=== Exercise directions ===
The expected output is exactly the lines below, starting at the line with "filename core/src/config.rs" and ending at the line with "Ok(toml::from_str(raw)?)", both included; no other line belongs in it.

[Opening Record excerpts section]

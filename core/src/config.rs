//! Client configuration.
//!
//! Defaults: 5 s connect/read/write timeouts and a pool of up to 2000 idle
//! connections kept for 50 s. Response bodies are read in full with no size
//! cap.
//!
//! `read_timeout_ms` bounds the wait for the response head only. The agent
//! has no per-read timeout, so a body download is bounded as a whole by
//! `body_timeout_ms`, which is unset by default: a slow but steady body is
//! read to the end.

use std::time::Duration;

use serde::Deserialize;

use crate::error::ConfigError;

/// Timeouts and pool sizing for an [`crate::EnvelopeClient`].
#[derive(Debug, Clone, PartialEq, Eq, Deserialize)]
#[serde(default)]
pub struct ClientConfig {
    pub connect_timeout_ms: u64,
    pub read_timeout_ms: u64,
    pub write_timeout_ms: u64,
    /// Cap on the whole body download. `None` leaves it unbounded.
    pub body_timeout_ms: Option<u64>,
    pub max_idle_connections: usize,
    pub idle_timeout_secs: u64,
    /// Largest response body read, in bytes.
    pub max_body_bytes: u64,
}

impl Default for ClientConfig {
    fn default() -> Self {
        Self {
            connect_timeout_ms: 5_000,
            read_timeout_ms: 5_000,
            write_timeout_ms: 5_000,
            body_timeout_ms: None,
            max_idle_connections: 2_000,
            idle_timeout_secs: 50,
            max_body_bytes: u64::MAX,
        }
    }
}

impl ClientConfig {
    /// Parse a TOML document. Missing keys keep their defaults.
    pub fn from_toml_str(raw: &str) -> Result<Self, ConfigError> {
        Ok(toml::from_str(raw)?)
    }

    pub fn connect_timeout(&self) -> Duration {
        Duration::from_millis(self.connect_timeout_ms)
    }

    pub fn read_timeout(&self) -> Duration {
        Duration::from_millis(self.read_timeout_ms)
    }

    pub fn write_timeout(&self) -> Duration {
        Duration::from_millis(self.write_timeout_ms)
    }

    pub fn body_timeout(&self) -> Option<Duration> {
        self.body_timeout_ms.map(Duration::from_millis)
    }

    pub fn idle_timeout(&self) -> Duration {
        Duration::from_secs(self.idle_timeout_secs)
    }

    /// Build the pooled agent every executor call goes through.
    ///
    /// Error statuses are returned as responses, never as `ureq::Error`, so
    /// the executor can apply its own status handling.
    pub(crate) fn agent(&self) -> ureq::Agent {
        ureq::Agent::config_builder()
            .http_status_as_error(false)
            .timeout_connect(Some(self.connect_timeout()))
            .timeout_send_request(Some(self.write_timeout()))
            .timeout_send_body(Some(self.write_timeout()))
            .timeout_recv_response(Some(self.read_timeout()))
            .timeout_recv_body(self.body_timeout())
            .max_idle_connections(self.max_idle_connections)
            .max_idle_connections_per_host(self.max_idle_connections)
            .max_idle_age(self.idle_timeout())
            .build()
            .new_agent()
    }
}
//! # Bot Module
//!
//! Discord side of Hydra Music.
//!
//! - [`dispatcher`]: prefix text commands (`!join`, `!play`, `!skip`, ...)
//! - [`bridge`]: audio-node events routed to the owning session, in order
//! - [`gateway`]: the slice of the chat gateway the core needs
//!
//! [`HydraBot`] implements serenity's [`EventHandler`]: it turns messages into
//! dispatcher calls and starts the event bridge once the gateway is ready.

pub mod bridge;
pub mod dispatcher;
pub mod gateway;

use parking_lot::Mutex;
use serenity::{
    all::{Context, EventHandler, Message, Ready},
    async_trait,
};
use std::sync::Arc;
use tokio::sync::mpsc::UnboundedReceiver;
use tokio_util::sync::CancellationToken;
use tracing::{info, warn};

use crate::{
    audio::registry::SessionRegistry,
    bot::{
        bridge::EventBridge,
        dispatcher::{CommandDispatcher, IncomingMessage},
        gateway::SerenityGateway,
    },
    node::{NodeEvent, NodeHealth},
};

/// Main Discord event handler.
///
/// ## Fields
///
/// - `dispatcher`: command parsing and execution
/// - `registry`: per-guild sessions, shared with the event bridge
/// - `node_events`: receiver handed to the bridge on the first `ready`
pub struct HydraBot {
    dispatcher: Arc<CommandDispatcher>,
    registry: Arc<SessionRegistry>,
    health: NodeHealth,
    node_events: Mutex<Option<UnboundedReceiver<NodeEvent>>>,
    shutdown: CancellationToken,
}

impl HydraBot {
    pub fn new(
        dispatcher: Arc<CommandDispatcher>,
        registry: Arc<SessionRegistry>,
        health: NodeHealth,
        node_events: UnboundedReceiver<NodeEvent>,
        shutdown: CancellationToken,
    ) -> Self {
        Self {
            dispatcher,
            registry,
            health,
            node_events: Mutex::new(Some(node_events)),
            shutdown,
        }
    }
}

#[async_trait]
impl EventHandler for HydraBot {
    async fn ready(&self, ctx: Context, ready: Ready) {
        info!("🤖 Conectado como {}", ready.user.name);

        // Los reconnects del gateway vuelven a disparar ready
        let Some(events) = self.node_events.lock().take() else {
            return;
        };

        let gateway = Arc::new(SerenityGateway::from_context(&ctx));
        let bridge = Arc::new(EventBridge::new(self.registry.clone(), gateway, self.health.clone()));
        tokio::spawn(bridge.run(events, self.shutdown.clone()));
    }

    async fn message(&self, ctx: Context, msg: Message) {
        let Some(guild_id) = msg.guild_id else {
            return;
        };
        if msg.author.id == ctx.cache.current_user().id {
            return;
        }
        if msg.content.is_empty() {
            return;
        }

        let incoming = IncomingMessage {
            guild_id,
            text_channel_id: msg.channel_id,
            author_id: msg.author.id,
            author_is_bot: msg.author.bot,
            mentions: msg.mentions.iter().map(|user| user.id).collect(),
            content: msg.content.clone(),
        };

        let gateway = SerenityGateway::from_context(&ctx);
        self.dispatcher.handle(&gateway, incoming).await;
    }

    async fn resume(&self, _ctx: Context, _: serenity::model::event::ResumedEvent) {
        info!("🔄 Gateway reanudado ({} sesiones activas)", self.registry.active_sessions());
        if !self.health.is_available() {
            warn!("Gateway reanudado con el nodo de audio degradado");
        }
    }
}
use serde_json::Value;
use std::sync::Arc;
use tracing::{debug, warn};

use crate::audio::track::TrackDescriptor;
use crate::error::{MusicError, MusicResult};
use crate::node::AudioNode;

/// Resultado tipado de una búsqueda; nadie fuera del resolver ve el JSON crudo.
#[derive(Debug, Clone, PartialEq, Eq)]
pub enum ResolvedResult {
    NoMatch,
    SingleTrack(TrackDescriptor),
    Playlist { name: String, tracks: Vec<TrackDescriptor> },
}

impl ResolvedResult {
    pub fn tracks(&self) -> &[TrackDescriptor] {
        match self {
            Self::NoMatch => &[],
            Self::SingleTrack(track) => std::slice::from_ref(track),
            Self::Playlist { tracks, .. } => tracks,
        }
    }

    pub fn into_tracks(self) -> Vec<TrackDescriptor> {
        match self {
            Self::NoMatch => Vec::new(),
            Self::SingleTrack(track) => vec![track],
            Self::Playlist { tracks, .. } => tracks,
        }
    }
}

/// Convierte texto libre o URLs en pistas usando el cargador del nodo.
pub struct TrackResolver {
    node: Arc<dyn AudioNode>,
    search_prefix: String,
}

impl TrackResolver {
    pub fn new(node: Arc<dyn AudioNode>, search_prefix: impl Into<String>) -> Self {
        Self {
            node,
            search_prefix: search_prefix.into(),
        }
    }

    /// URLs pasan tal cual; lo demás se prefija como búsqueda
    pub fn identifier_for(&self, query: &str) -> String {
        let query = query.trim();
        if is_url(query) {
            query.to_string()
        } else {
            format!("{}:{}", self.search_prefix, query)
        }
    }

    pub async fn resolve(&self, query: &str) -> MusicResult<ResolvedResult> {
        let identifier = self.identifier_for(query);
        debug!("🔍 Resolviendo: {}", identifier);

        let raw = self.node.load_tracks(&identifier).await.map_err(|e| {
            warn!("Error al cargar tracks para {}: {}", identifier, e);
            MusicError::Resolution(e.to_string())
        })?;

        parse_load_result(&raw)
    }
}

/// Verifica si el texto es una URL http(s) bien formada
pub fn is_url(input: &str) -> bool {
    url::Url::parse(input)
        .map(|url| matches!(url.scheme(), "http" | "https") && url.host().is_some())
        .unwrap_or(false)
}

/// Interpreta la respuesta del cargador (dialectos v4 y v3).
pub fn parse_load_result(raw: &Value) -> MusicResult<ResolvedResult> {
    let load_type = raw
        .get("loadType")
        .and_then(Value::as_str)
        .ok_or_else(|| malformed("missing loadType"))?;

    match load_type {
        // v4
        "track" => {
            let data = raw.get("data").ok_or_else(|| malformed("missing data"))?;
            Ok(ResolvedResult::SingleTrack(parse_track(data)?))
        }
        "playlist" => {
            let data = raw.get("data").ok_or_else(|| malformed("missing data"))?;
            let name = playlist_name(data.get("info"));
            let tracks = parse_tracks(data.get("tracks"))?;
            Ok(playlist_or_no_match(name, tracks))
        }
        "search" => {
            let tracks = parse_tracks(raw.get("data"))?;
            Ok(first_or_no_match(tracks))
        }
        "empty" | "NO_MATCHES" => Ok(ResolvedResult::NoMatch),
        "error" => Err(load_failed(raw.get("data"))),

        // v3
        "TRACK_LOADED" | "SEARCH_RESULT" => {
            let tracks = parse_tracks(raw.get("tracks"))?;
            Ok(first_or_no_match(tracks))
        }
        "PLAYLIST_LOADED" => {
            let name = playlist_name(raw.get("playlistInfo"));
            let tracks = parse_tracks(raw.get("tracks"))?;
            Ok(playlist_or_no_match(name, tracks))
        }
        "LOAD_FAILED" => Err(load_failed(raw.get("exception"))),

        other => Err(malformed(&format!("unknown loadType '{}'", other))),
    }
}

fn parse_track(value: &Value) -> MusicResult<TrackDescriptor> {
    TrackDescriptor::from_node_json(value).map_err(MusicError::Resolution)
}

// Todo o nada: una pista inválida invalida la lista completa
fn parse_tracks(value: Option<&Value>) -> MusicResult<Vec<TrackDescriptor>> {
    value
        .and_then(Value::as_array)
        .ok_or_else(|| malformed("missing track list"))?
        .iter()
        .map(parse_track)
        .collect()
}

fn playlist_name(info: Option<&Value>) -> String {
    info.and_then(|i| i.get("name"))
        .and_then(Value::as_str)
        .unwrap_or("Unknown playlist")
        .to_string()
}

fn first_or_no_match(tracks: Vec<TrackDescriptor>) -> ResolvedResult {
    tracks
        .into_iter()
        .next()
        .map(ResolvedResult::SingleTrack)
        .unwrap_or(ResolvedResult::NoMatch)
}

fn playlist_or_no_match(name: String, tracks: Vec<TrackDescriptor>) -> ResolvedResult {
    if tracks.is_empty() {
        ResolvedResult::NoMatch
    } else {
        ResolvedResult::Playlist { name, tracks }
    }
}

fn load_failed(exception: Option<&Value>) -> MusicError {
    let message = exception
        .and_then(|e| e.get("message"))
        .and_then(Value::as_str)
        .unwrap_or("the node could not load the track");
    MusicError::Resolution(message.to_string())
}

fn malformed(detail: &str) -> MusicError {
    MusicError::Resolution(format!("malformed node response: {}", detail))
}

[Closing Record excerpts section]
[Opening Record excerpts section]

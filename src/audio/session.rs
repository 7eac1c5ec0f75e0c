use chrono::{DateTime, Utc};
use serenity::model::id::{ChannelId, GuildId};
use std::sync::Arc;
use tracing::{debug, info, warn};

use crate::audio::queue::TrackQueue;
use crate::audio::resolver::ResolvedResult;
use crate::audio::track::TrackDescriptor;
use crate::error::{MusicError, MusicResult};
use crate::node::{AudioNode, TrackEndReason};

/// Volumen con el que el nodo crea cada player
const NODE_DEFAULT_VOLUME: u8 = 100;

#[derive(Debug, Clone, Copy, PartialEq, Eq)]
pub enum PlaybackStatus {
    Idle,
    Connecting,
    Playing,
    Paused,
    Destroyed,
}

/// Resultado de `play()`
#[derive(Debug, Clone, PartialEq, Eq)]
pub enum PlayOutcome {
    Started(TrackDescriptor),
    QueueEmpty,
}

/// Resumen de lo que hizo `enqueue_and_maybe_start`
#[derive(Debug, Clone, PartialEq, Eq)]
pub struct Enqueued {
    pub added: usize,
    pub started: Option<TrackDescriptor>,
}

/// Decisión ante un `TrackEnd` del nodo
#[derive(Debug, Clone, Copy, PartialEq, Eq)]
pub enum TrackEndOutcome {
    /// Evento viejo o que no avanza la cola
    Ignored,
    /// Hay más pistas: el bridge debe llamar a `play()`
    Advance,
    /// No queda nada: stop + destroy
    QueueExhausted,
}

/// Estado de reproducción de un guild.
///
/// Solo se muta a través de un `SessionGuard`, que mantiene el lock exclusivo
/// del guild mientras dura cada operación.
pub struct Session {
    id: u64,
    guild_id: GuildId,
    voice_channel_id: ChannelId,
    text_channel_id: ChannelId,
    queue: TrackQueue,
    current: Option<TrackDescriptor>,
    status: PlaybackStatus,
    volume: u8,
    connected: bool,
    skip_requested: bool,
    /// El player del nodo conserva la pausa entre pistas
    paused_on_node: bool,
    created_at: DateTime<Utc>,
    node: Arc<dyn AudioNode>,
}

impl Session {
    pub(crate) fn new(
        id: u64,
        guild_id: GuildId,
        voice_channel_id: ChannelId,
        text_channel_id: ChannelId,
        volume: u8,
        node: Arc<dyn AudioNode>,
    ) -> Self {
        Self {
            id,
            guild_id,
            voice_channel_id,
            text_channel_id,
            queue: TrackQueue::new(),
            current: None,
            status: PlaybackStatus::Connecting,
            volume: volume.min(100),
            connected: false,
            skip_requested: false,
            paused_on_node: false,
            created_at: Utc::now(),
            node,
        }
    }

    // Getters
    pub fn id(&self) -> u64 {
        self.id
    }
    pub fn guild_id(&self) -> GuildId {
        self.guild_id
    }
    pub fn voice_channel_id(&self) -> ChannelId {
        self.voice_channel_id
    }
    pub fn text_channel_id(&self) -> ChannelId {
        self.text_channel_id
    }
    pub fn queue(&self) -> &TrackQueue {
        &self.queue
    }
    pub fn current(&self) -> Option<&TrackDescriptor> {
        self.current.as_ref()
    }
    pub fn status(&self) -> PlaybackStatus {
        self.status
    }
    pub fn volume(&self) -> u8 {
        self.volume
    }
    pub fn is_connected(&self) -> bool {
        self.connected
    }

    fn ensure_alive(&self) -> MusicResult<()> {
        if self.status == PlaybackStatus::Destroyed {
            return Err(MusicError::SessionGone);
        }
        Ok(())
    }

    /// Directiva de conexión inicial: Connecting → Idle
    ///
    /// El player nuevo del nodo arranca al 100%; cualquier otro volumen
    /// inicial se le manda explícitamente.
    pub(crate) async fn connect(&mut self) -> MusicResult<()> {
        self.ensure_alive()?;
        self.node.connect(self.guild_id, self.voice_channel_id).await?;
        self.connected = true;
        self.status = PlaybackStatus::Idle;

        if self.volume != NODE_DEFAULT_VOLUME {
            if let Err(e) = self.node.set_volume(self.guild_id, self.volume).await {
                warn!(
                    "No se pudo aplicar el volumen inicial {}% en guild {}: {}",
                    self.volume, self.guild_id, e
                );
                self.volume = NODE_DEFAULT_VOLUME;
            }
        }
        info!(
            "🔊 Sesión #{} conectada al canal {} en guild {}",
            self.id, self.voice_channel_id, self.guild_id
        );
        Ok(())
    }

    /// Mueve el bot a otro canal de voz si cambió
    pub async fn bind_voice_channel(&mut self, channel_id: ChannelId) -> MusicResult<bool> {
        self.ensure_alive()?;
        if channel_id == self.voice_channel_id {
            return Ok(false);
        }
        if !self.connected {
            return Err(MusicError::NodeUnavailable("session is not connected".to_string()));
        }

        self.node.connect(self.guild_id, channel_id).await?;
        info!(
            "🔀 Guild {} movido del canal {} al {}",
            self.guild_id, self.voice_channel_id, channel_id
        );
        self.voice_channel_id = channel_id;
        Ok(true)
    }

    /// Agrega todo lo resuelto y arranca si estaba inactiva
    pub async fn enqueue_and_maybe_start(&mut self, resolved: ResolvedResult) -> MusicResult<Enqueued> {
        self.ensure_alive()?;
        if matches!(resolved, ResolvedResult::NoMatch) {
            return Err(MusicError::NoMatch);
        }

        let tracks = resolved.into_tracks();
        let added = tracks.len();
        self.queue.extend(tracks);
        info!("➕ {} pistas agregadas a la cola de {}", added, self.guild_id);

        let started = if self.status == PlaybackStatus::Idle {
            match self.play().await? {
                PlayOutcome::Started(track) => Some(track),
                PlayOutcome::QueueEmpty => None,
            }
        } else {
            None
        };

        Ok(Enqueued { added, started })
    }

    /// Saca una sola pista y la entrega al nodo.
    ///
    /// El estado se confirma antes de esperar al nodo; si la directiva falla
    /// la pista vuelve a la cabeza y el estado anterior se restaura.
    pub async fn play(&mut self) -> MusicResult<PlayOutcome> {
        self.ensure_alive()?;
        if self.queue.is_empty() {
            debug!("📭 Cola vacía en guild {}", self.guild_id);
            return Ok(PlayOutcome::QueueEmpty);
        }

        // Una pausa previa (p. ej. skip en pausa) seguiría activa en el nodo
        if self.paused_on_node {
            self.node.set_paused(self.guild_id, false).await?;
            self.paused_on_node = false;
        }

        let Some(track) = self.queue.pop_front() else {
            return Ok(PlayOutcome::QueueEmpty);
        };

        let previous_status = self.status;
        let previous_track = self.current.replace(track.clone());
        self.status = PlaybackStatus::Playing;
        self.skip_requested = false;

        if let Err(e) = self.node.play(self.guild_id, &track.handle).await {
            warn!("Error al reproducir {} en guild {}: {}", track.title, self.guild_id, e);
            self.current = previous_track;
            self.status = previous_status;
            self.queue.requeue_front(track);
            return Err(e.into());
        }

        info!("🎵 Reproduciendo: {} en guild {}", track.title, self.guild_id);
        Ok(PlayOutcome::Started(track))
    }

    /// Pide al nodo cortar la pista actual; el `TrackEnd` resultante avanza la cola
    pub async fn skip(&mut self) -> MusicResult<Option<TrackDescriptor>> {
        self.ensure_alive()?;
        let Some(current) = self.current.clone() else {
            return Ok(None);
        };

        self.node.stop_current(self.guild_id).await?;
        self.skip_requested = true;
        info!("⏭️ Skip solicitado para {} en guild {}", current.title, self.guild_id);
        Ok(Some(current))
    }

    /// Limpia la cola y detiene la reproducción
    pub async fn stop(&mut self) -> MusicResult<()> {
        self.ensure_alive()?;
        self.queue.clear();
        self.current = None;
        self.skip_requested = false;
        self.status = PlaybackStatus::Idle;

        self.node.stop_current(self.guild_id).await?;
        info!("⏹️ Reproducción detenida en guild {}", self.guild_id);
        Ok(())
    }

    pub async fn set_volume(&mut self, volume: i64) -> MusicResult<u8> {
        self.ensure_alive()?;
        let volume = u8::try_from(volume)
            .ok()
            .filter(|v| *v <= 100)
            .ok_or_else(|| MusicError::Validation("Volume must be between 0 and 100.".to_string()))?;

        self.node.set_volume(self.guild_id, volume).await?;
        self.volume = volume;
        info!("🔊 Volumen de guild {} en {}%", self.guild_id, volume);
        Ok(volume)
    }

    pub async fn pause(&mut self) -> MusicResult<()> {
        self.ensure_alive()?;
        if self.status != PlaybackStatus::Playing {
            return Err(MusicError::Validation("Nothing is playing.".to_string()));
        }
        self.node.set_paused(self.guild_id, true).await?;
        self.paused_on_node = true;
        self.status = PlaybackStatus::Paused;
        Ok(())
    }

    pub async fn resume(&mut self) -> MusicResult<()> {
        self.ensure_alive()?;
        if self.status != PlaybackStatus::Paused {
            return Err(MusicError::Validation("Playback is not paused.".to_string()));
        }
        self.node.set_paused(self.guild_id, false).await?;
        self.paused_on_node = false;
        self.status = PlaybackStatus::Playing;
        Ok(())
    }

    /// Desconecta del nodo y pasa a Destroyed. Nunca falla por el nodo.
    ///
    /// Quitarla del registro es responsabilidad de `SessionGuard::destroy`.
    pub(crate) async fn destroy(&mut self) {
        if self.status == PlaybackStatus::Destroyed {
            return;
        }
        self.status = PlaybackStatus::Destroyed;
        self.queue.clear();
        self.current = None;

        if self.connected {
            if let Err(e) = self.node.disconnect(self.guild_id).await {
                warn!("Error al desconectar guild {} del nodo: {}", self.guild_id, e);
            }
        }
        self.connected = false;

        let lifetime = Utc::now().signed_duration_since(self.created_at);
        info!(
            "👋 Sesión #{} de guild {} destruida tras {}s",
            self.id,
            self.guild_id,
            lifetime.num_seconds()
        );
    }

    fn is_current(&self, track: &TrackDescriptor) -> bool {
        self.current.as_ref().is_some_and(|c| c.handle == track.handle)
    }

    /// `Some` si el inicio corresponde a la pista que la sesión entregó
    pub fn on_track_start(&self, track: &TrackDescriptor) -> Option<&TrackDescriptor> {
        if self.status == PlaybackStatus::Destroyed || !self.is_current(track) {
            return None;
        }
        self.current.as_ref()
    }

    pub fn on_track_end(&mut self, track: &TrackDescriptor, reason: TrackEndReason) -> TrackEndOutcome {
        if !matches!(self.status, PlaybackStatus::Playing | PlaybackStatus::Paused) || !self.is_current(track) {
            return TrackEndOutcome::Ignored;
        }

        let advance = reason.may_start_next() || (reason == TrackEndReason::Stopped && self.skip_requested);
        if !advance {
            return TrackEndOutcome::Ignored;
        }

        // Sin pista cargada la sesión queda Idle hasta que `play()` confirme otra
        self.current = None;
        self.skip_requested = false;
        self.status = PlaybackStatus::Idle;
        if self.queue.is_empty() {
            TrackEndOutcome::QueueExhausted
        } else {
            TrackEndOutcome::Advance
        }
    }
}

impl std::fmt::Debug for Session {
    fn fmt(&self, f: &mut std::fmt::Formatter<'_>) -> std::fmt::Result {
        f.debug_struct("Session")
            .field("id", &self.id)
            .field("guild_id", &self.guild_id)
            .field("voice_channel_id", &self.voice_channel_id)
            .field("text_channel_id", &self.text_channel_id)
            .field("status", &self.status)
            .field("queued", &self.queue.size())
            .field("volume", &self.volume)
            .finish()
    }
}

[Closing Record excerpts section]

=== Your response ===
filename core/src/config.rs
//! Client configuration.
//!
//! Defaults: 5 s connect/read/write timeouts and a pool of up to 2000 idle
//! connections kept for 50 s. Response bodies are read in full with no size
//! cap.
//!
//! `read_timeout_ms` bounds the wait for the response head only. The agent
//! has no per-read timeout, so a body download is bounded as a whole by
//! `body_timeout_ms`, which is unset by default: a slow but steady body is
//! read to the end.

use std::time::Duration;

use serde::Deserialize;

use crate::error::ConfigError;

/// Timeouts and pool sizing for an [`crate::EnvelopeClient`].
#[derive(Debug, Clone, PartialEq, Eq, Deserialize)]
#[serde(default)]
pub struct ClientConfig {
    pub connect_timeout_ms: u64,
    pub read_timeout_ms: u64,
    pub write_timeout_ms: u64,
    /// Cap on the whole body download. `None` leaves it unbounded.
    pub body_timeout_ms: Option<u64>,
    pub max_idle_connections: usize,
    pub idle_timeout_secs: u64,
    /// Largest response body read, in bytes.
    pub max_body_bytes: u64,
}

impl Default for ClientConfig {
    fn default() -> Self {
        Self {
            connect_timeout_ms: 5_000,
            read_timeout_ms: 5_000,
            write_timeout_ms: 5_000,
            body_timeout_ms: None,
            max_idle_connections: 2_000,
            idle_timeout_secs: 50,
            max_body_bytes: u64::MAX,
        }
    }
}

impl ClientConfig {
    /// Parse a TOML document. Missing keys keep their defaults.
    pub fn from_toml_str(raw: &str) -> Result<Self, ConfigError> {
        Ok(toml::from_str(raw)?)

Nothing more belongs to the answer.